2. Clustering
Clustering is an unsupervised method. It is used to segment the data into similar groups instead
of prediction.
It does not predict anything but can be used to improve the accuracy of predictive methods.
3. Distances for Clustering
Euclidean Distance(As-the-crow-flies Distance): Its the straight line between 2 points
Distances between Clusters:
Minimum Distance: Distances between the points which are closest
Maximum Distance: Distances between the points that are farthest
Centroid Distance: Distance between centroid of clusters
Minimum Maximum Centroid
4. K Means Clustering
It aims at partitioning the data into k clusters in a way that each data point belongs to the
cluster whose mean is nearest to it.
Lets say you have some data points and you want to group them into 3 clusters.
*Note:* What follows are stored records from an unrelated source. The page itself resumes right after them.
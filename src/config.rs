use crate::cli::Args;
use dotenvy::dotenv;
use std::env;
use std::path::{Path, PathBuf};
use tracing::Level;

pub struct Config {
    pub database_path: PathBuf,
    pub seed_file: Option<PathBuf>,
    pub log_level: Level,
}

impl Config {
    pub fn from_env() -> Result<Self, env::VarError> {
        dotenv().ok();

        Ok(Self {
            database_path: env::var("COUNTRYMGR_DATABASE_PATH")
                .map(PathBuf::from)
                .unwrap_or_else(|_| PathBuf::from("./data/countries.db")),
            seed_file: env::var("COUNTRYMGR_SEED_FILE")
                .ok()
                .map(|s| s.trim().to_string())
                .filter(|s| !s.is_empty())
                .map(PathBuf::from),
            log_level: env::var("COUNTRYMGR_LOG_LEVEL")
                .unwrap_or_else(|_| "warn".to_string())
                .parse()
                .unwrap_or(Level::WARN),
        })
    }

    /// Command-line values take precedence over the environment.
    pub fn apply_args(&mut self, args: &Args) {
        if let Some(path) = &args.database {
            self.database_path = path.clone();
        }
        if let Some(path) = &args.seed {
            self.seed_file = Some(path.clone());
        }
        if let Some(level) = args.verbosity_level() {
            if level > self.log_level {
                self.log_level = level;
            }
        }
    }

    pub fn database_path(&self) -> &Path {
        &self.database_path
    }

    pub fn seed_file(&self) -> Option<&Path> {
        self.seed_file.as_deref()
    }

    pub fn log_level(&self) -> Level {
        self.log_level
    }
}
So k=3.
1. You will start with randomly assigning the data points into 3 clusters.
2. Then, you will calculate the centroid or mean of each cluster
3. Now the data points will be reassigned to the closest cluster mean.
4. Recompute cluster centroids
5. Repeat steps 2 and 4 until no improvement is made
6. K Means Clustering
Take a group of 12 football players who have each scored a certain number of goals this season
(say in the range 3–30). Let’s divide them into separate clusters—say three.
Step 1 requires us to randomly split the players into three groups and calculate the means of
each.
7. K Means Clustering
Step 2: For each player, reassign them to the group with the closest mean. E.g., Player A (5 goals)
is assigned to Group 2 (mean = 9). Then recalculate the group means.
8. K Means Clustering
Repeat Step 2 over and over until the group means no longer change.
With this example, the clusters could correspond to the players’ positions on the
field — such as defenders, midfielders and attackers.
9. How to find k
In K-Means Clustering, value of K has to be specified beforehand. It can be determined using
below method:
Elbow Method: Clustering is done on a dataset for varying values and SSE (Sum of squared
errors) is calculated for each value of K. Then, a graph between K and SSE is plotted. There is a
point on the graph where SSE does not decreases significantly with increasing K. This is
represented by elbow of the arm and is chosen as the value of K.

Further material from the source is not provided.